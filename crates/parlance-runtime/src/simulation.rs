//! Simulation: the naming-game population and its tick loop.
//!
//! The simulation owns the grid, the agents, the vocabulary registry,
//! the success window, and the run's random source.
//!
//! Each tick:
//! 1. The activation order is reshuffled
//! 2. Each agent in that order wanders one cell
//! 3. It talks to a random agent sharing its new cell, if any
//! 4. Scored outcomes update its running success and the success window
//! 5. It adapts its vocabulary from the scored outcome
//! 6. The tick counter advances and, if enabled, a step record is collected
//!
//! Agents act on live state: a hearer corrected early in a tick already
//! uses its new coupling when it speaks later in the same tick.
//!
//! A broken lexicon/registry invariant aborts the run. The failing tick
//! returns the error and the simulation stays `Stopped`.

use crate::grid_impl::GridField;
use crate::metrics::{self, ConvergenceMetrics, StepRecord};
use crate::rng::{create_rng, SimRng};
use crate::tracker::SuccessTracker;
use parlance_agents::language_agent::{AdaptationOutcome, LanguageAgent};
use parlance_core::config::SimulationConfig;
use parlance_core::error::{BoundaryError, InvariantViolation, ParlanceError, Result};
use parlance_core::events::LexiconEvent;
use parlance_core::field::SpatialField;
use parlance_core::registry::VocabularyRegistry;
use parlance_core::types::*;
use rand::seq::SliceRandom;
use rand::Rng;
use serde::Serialize;
use std::collections::BTreeMap;
use tracing::{debug, error, info};

/// Event emitted by the simulation during a tick.
#[derive(Debug, Clone, PartialEq, Serialize)]
pub enum SimulationEvent {
    /// An agent stepped to a neighbouring cell.
    Moved { agent: AgentId, from: Cell, to: Cell },
    /// An agent talked to a cellmate.
    Exchanged {
        speaker: AgentId,
        outcome: ExchangeOutcome,
        /// What adaptation did; `None` for unscored exchanges.
        adaptation: Option<AdaptationOutcome>,
    },
    /// An agent's vocabulary changed.
    Lexicon(LexiconEvent),
    /// A tick completed.
    TickComplete {
        tick: Tick,
        success: f64,
        average_success: f64,
        total_dialogs: u64,
    },
}

/// Statistics about the simulation.
#[derive(Debug, Clone, PartialEq, Serialize)]
pub struct SimulationStats {
    pub tick: Tick,
    pub state: SimulationState,
    pub population: usize,
    pub literate: usize,
    pub success: f64,
    pub average_success: f64,
    pub window_len: usize,
    pub total_dialogs: u64,
    /// Distinct (meaning, word) pairs in use.
    pub distinct_words: usize,
    /// Agent couplings across the population.
    pub total_couplings: usize,
    /// Cells holding at least one agent.
    pub occupied_cells: usize,
}

/// A serializable snapshot of an agent's state.
#[derive(Debug, Clone, PartialEq, Serialize)]
pub struct AgentSnapshot {
    pub id: AgentId,
    pub position: Cell,
    pub heading: Heading,
    pub known_meanings: Vec<Meaning>,
    pub couplings: BTreeMap<Meaning, Word>,
    pub comm_success: f64,
    pub number_of_dialogs: u64,
    pub literate: bool,
}

impl From<&LanguageAgent> for AgentSnapshot {
    fn from(agent: &LanguageAgent) -> Self {
        Self {
            id: agent.id(),
            position: agent.position(),
            heading: agent.heading(),
            known_meanings: agent.lexicon().meanings().iter().copied().collect(),
            couplings: agent
                .lexicon()
                .couplings()
                .map(|(meaning, word)| (meaning, word.clone()))
                .collect(),
            comm_success: agent.comm_success(),
            number_of_dialogs: agent.number_of_dialogs(),
            literate: agent.is_literate(),
        }
    }
}

/// A complete read-only view of the simulation at a tick boundary.
#[derive(Debug, Clone, PartialEq, Serialize)]
pub struct SimulationSnapshot {
    pub tick: Tick,
    pub agents: Vec<AgentSnapshot>,
    pub registry: VocabularyRegistry,
    pub stats: SimulationStats,
}

/// The naming-game simulation.
pub struct Simulation {
    config: SimulationConfig,
    field: GridField,
    agents: Vec<LanguageAgent>,
    registry: VocabularyRegistry,
    tracker: SuccessTracker,
    rng: SimRng,
    tick: Tick,
    state: SimulationState,
    event_history: Vec<(Tick, SimulationEvent)>,
    records: Vec<StepRecord>,
}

-=-=-

Your objective — Please show the lines of the material that contain the string "population".

Task output —
//! Simulation: the naming-game population and its tick loop.
    pub population: usize,
    /// Agent couplings across the population.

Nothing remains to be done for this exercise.